Even if your marriage is over, in a sense, it might not be completely over, not if you neglected to change your power of attorney documents. Many New York spouses designate each other to act as a power of attorney. However, just because a marriage ends does not mean that a POA designation ends with it. If you are not careful, your former spouse could end up becoming your power of attorney even years after your marriage had ended.

Forbes explains that a durable power of attorney grants your spouse a lot of access to assets and accounts you own, including assets that are only in your name and not jointly owned by you and your spouse. In the event you are incapacitated or disabled in a way that you cannot make decisions for yourself, your spouse could use that power of attorney even though you two are no longer married.

If you believe you had made your spouse a power of attorney at some point, it is important to change that designation. You might have to create a new power of attorney with a child or someone you trust making financial decisions for you in case of incapacitation. Your spouse may need notice of your change in POA designation, which is typically provided by your attorney.

It is also important to examine any other provisions you have made for your spouse to take over decision-making power from you should you become incapacitated. You might have made your spouse a health care proxy who can take charge of your medical decisions if you become disabled or if you wind up in emergency care and cannot communicate medical wishes to doctors. You would likely want to change this designation as well.

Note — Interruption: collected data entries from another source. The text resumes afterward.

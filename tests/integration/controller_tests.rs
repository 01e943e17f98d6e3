//! Integration tests for the MotionController → control loop → PWM
//! pipeline.
//!
//! The loop runs at 1 kHz here so convergence takes milliseconds; every
//! wait is bounded by a generous deadline to stay stable on loaded hosts.

use std::thread;
use std::time::{Duration, Instant};

use super::mock_hw::{MockBackend, PwmCall};

use pantilt::app::events::ControllerState;
use pantilt::app::service::MotionController;
use pantilt::config::TunerConfig;
use pantilt::control::axis::AxisId;
use pantilt::error::Error;

const PAN: u32 = 0;
const TILT: u32 = 1;

fn fast_config() -> TunerConfig {
    TunerConfig {
        update_hz: 1000.0,
        default_speed_deg_per_s: 2000.0,
        ..TunerConfig::default()
    }
}

fn start(config: &TunerConfig) -> (MotionController, MockBackend) {
    let _ = env_logger::builder().is_test(true).try_init();
    let backend = MockBackend::new();
    let mut handle = backend.clone();
    let controller = MotionController::new(config, &mut handle).unwrap();
    (controller, backend)
}

/// Poll `cond` until it holds or two seconds pass.
fn wait_until(mut cond: impl FnMut() -> bool) -> bool {
    let deadline = Instant::now() + Duration::from_secs(2);
    while Instant::now() < deadline {
        if cond() {
            return true;
        }
        thread::sleep(Duration::from_millis(2));
    }
    cond()
}

/// Duty (percent) for `angle` under the default 600..2400 µs, 50 Hz setup.
fn duty_for(angle: f64) -> f64 {
    (600.0 + 1800.0 * angle / 180.0) / 20_000.0 * 100.0
}

fn approx(a: f64, b: f64) -> bool {
    (a - b).abs() < 1e-9
}

// ── Start-up & acquisition ───────────────────────────────────

#[test]
fn outputs_start_at_the_initial_angle() {
    let (c, backend) = start(&fast_config());
    let calls = backend.calls();
    for ch in [PAN, TILT] {
        let opened = calls.iter().find_map(|call| match *call {
            PwmCall::Open {
                controller,
                channel,
                freq_hz,
                duty,
            } if channel == ch => Some((controller, freq_hz, duty)),
            _ => None,
        });
        let (controller, freq_hz, duty) = opened.unwrap();
        assert_eq!(controller, 2, "preferred controller first");
        assert_eq!(freq_hz, 50.0);
        assert!(approx(duty, 7.5), "duty {duty}");
    }
    let status = c.status();
    assert_eq!(status.state, ControllerState::Running);
    assert_eq!(status.pan.angle, 90.0);
    assert_eq!(status.pan.controller, Some(2));
}

#[test]
fn falls_back_to_next_controller() {
    let backend = MockBackend::new();
    backend.kill_controller(2);
    let mut handle = backend.clone();
    let c = MotionController::new(&fast_config(), &mut handle).unwrap();

    let status = c.status();
    assert!(status.pan.connected && status.tilt.connected);
    assert_eq!(status.pan.controller, Some(0));
    assert_eq!(status.tilt.controller, Some(0));
}

#[test]
fn unavailable_output_keeps_bookkeeping() {
    let backend = MockBackend::new();
    backend.kill_controller(2);
    backend.kill_controller(0);
    let mut handle = backend.clone();
    let c = MotionController::new(&fast_config(), &mut handle).unwrap();

    let status = c.status();
    assert!(!status.pan.connected);
    assert_eq!(status.pan.controller, None);

    assert!(c.set_pan_target(30.0));
    assert!(wait_until(|| c.status().pan.angle == 30.0));
    assert!(backend.calls().is_empty(), "nothing to write to");
}

#[test]
fn invalid_frequency_fails_construction() {
    let config = TunerConfig {
        pwm_frequency_hz: 0.0,
        ..fast_config()
    };
    let mut backend = MockBackend::new();
    let err = MotionController::new(&config, &mut backend).err();
    assert_eq!(err, Some(Error::InvalidFrequency(0.0)));
    assert!(backend.calls().is_empty());
}

#[test]
fn absurd_update_rate_fails_construction() {
    let config = TunerConfig {
        update_hz: 1e-30,
        ..fast_config()
    };
    let mut backend = MockBackend::new();
    let err = MotionController::new(&config, &mut backend).err();
    assert!(matches!(err, Some(Error::Config(_))), "{err:?}");
    assert!(backend.calls().is_empty());
}

// ── Motion ────────────────────────────────────────────────────

#[test]
fn converges_and_writes_final_duty() {
    let (c, backend) = start(&fast_config());
    c.set_pan_target(120.0);
    c.set_tilt_target(45.0);

    assert!(wait_until(|| {
        let s = c.status();
        s.pan.angle == 120.0 && s.tilt.angle == 45.0
    }));
    assert!(approx(backend.last_write(PAN).unwrap(), duty_for(120.0)));
    assert!(approx(backend.last_write(TILT).unwrap(), duty_for(45.0)));

    // Monotone approach, never past the target.
    let pan = backend.writes(PAN);
    assert!(pan.windows(2).all(|w| w[0] <= w[1]));
    assert!(pan.iter().all(|&d| d <= duty_for(120.0) + 1e-9));
}

#[test]
fn targets_are_clamped() {
    let (c, _backend) = start(&fast_config());
    c.set_pan_target(400.0);
    c.set_tilt_target(-20.0);
    let s = c.status();
    assert_eq!(s.pan.target, 180.0);
    assert_eq!(s.tilt.target, 0.0);
    assert!(!c.set_pan_target(f64::NAN));
}

#[test]
fn repeated_target_is_ignored() {
    let (c, backend) = start(&fast_config());
    assert!(!c.set_pan_target(90.2));
    thread::sleep(Duration::from_millis(20));
    assert_eq!(c.status().pan.target, 90.0);
    assert!(backend.writes(PAN).is_empty());
}

#[test]
fn sub_deadband_move_commits_without_writing() {
    let config = TunerConfig {
        target_epsilon_deg: 0.1,
        ..fast_config()
    };
    let (c, backend) = start(&config);
    assert!(c.set_pan_target(90.2));
    assert!(wait_until(|| c.status().pan.angle == 90.2));
    assert!(backend.writes(PAN).is_empty());
}

#[test]
fn speed_has_a_floor() {
    let (c, _backend) = start(&fast_config());
    assert_eq!(c.set_speed(-10.0), 60.0);
    assert_eq!(c.status().speed_deg_per_s, 60.0);
    assert_eq!(c.set_speed(f64::NAN), 60.0);
    assert_eq!(c.set_speed(480.0), 480.0);
}

#[test]
fn slow_speed_limits_each_tick() {
    let config = TunerConfig {
        update_hz: 100.0,
        ..TunerConfig::default()
    };
    let (c, backend) = start(&config);
    c.set_speed(100.0); // 1° per tick
    c.set_pan_target(100.0);
    assert!(wait_until(|| c.status().pan.angle == 100.0));

    let per_degree = duty_for(1.0) - duty_for(0.0);
    let mut prev = duty_for(90.0);
    for d in backend.writes(PAN) {
        assert!(d - prev <= per_degree + 1e-9, "jumped from {prev} to {d}");
        prev = d;
    }
}

#[test]
fn write_failures_are_isolated_per_axis() {
    let (c, backend) = start(&fast_config());
    backend.fail_writes(PAN, true);
    c.set_pan_target(10.0);
    c.set_tilt_target(170.0);

    assert!(wait_until(|| {
        let s = c.status();
        s.pan.angle == 10.0 && s.tilt.angle == 170.0
    }));
    assert!(backend.writes(PAN).is_empty());
    assert!(approx(backend.last_write(TILT).unwrap(), duty_for(170.0)));
    assert_eq!(c.state(), ControllerState::Running);

    // Recovers on the next move once writes succeed again.
    backend.fail_writes(PAN, false);
    c.set_pan_target(20.0);
    assert!(wait_until(|| backend.last_write(PAN).is_some_and(|d| approx(d, duty_for(20.0)))));
}

// ── Calibration ───────────────────────────────────────────────

#[test]
fn calibration_applies_to_both_axes() {
    let (c, backend) = start(&fast_config());
    c.set_min_pulse(620.0).unwrap();
    c.set_max_pulse(2380.0).unwrap();
    let cal = c.status().calibration;
    assert_eq!((cal.min_pulse_us, cal.max_pulse_us), (620.0, 2380.0));

    c.set_tilt_target(180.0);
    assert!(wait_until(|| backend
        .last_write(TILT)
        .is_some_and(|d| approx(d, 2380.0 / 20_000.0 * 100.0))));
}

#[test]
fn calibration_rejects_nonsense_but_allows_inversion() {
    let (c, _backend) = start(&fast_config());
    assert!(matches!(c.set_min_pulse(0.0), Err(Error::InvalidArgument(_))));
    assert!(matches!(c.set_max_pulse(f64::NAN), Err(Error::InvalidArgument(_))));
    assert_eq!(c.status().calibration.min_pulse_us, 600.0);

    c.set_min_pulse(2500.0).unwrap();
    assert!(c.status().calibration.is_inverted());
}

// ── Sweep ─────────────────────────────────────────────────────

#[test]
fn sweep_goes_up_then_back_down() {
    let (c, backend) = start(&fast_config());
    c.set_speed(10_000.0);
    c.set_pan_target(10.0);
    assert!(wait_until(|| c.status().pan.angle == 10.0));
    let settled = backend.writes(PAN).len();

    c.sweep(AxisId::Pan, 10.0, 30.0, 10.0, Duration::from_millis(50))
        .unwrap();
    assert!(wait_until(|| c.status().pan.angle == 10.0));

    let writes = backend.writes(PAN)[settled..].to_vec();
    let peak = writes
        .iter()
        .enumerate()
        .max_by(|a, b| a.1.total_cmp(b.1))
        .map(|(i, _)| i)
        .unwrap();
    assert!(approx(writes[peak], duty_for(30.0)));
    assert!(writes[peak..].windows(2).all(|w| w[0] >= w[1]));
    assert!(approx(*writes.last().unwrap(), duty_for(10.0)));
    assert_eq!(c.status().pan.target, 10.0);
}

#[test]
fn sweep_rejects_bad_step() {
    let (c, _backend) = start(&fast_config());
    let err = c.sweep(AxisId::Tilt, 10.0, 30.0, 0.0, Duration::ZERO);
    assert!(matches!(err, Err(Error::InvalidArgument(_))));
    let err = c.sweep(AxisId::Tilt, 10.0, 170.0, 1e-20, Duration::ZERO);
    assert!(matches!(err, Err(Error::InvalidArgument(_))));
    assert_eq!(c.status().tilt.target, 90.0);
}

// ── Lifecycle ─────────────────────────────────────────────────

#[test]
fn shutdown_is_idempotent_and_keeps_last_angles() {
    let (c, backend) = start(&fast_config());
    c.set_pan_target(60.0);
    assert!(wait_until(|| c.status().pan.angle == 60.0));
    let before = c.status();

    c.shutdown();
    c.shutdown();

    let after = c.status();
    assert_eq!(after.state, ControllerState::Stopped);
    assert_eq!(after.pan.angle, before.pan.angle);
    assert_eq!(after.tilt.angle, before.tilt.angle);
    assert!(!after.pan.connected);
    assert_eq!(after.pan.controller, Some(2));
    assert!(backend.released(PAN) && backend.released(TILT));

    let releases = backend
        .calls()
        .iter()
        .filter(|call| matches!(call, PwmCall::Release { .. }))
        .count();
    assert_eq!(releases, 2, "each channel released once");
}

#[test]
fn nothing_moves_after_shutdown() {
    let (c, backend) = start(&fast_config());
    c.shutdown();
    let writes = backend.writes(PAN).len();
    c.set_pan_target(150.0);
    thread::sleep(Duration::from_millis(20));
    assert_eq!(backend.writes(PAN).len(), writes);
    assert_eq!(c.status().pan.angle, 90.0);
}

#[test]
fn drop_releases_outputs() {
    let (c, backend) = start(&fast_config());
    drop(c);
    assert!(backend.released(PAN) && backend.released(TILT));
}

// ── embedded-hal outputs ─────────────────────────────────────

mod hal {
    use core::convert::Infallible;
    use std::sync::Arc;
    use std::sync::atomic::{AtomicU16, Ordering};

    use embedded_hal::pwm::{ErrorType, SetDutyCycle};
    use pantilt::app::ports::{PwmBackend, PwmChannel};
    use pantilt::app::service::MotionController;
    use pantilt::drivers::hal_pwm::HalPwmChannel;
    use pantilt::error::DriverError;

    use super::{fast_config, wait_until};

    /// 4000-count PWM pin; 1 count = 5 µs at 50 Hz.
    struct Pin(Arc<AtomicU16>);

    impl ErrorType for Pin {
        type Error = Infallible;
    }

    impl SetDutyCycle for Pin {
        fn max_duty_cycle(&self) -> u16 {
            4000
        }

        fn set_duty_cycle(&mut self, duty: u16) -> Result<(), Infallible> {
            self.0.store(duty, Ordering::SeqCst);
            Ok(())
        }
    }

    /// Pan gets the pin; every other channel is missing.
    struct PinBackend(Arc<AtomicU16>);

    impl PwmBackend for PinBackend {
        fn open(
            &mut self,
            controller: u32,
            channel: u32,
            _freq_hz: f64,
            initial_duty_percent: f64,
        ) -> Result<Box<dyn PwmChannel>, DriverError> {
            if channel != 0 {
                return Err(DriverError::ControllerNotFound { controller });
            }
            let mut ch = HalPwmChannel::new(Pin(Arc::clone(&self.0)));
            ch.write_duty(initial_duty_percent)?;
            Ok(Box::new(ch))
        }
    }

    #[test]
    fn embedded_hal_pin_drives_an_axis() {
        let duty = Arc::new(AtomicU16::new(0));
        let mut backend = PinBackend(Arc::clone(&duty));
        let c = MotionController::new(&fast_config(), &mut backend).unwrap();
        assert_eq!(duty.load(Ordering::SeqCst), 300, "1500 us at start");
        assert!(!c.status().tilt.connected);

        c.set_pan_target(180.0);
        assert!(wait_until(|| duty.load(Ordering::SeqCst) == 480));

        c.shutdown();
        assert_eq!(duty.load(Ordering::SeqCst), 0);
    }
}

Another place to possibly make changes is your will. You might have made your spouse the executor of your estate, but if you do not want your ex in charge of your assets after you pass away, you have to change your executor to someone else. Similarly, if you named your spouse as a trustee of your revocable trust, you will have to change your trustee to a different person.

This article does not offer legal advice for your situation. It is only intended to provide general information on the topic of divorce.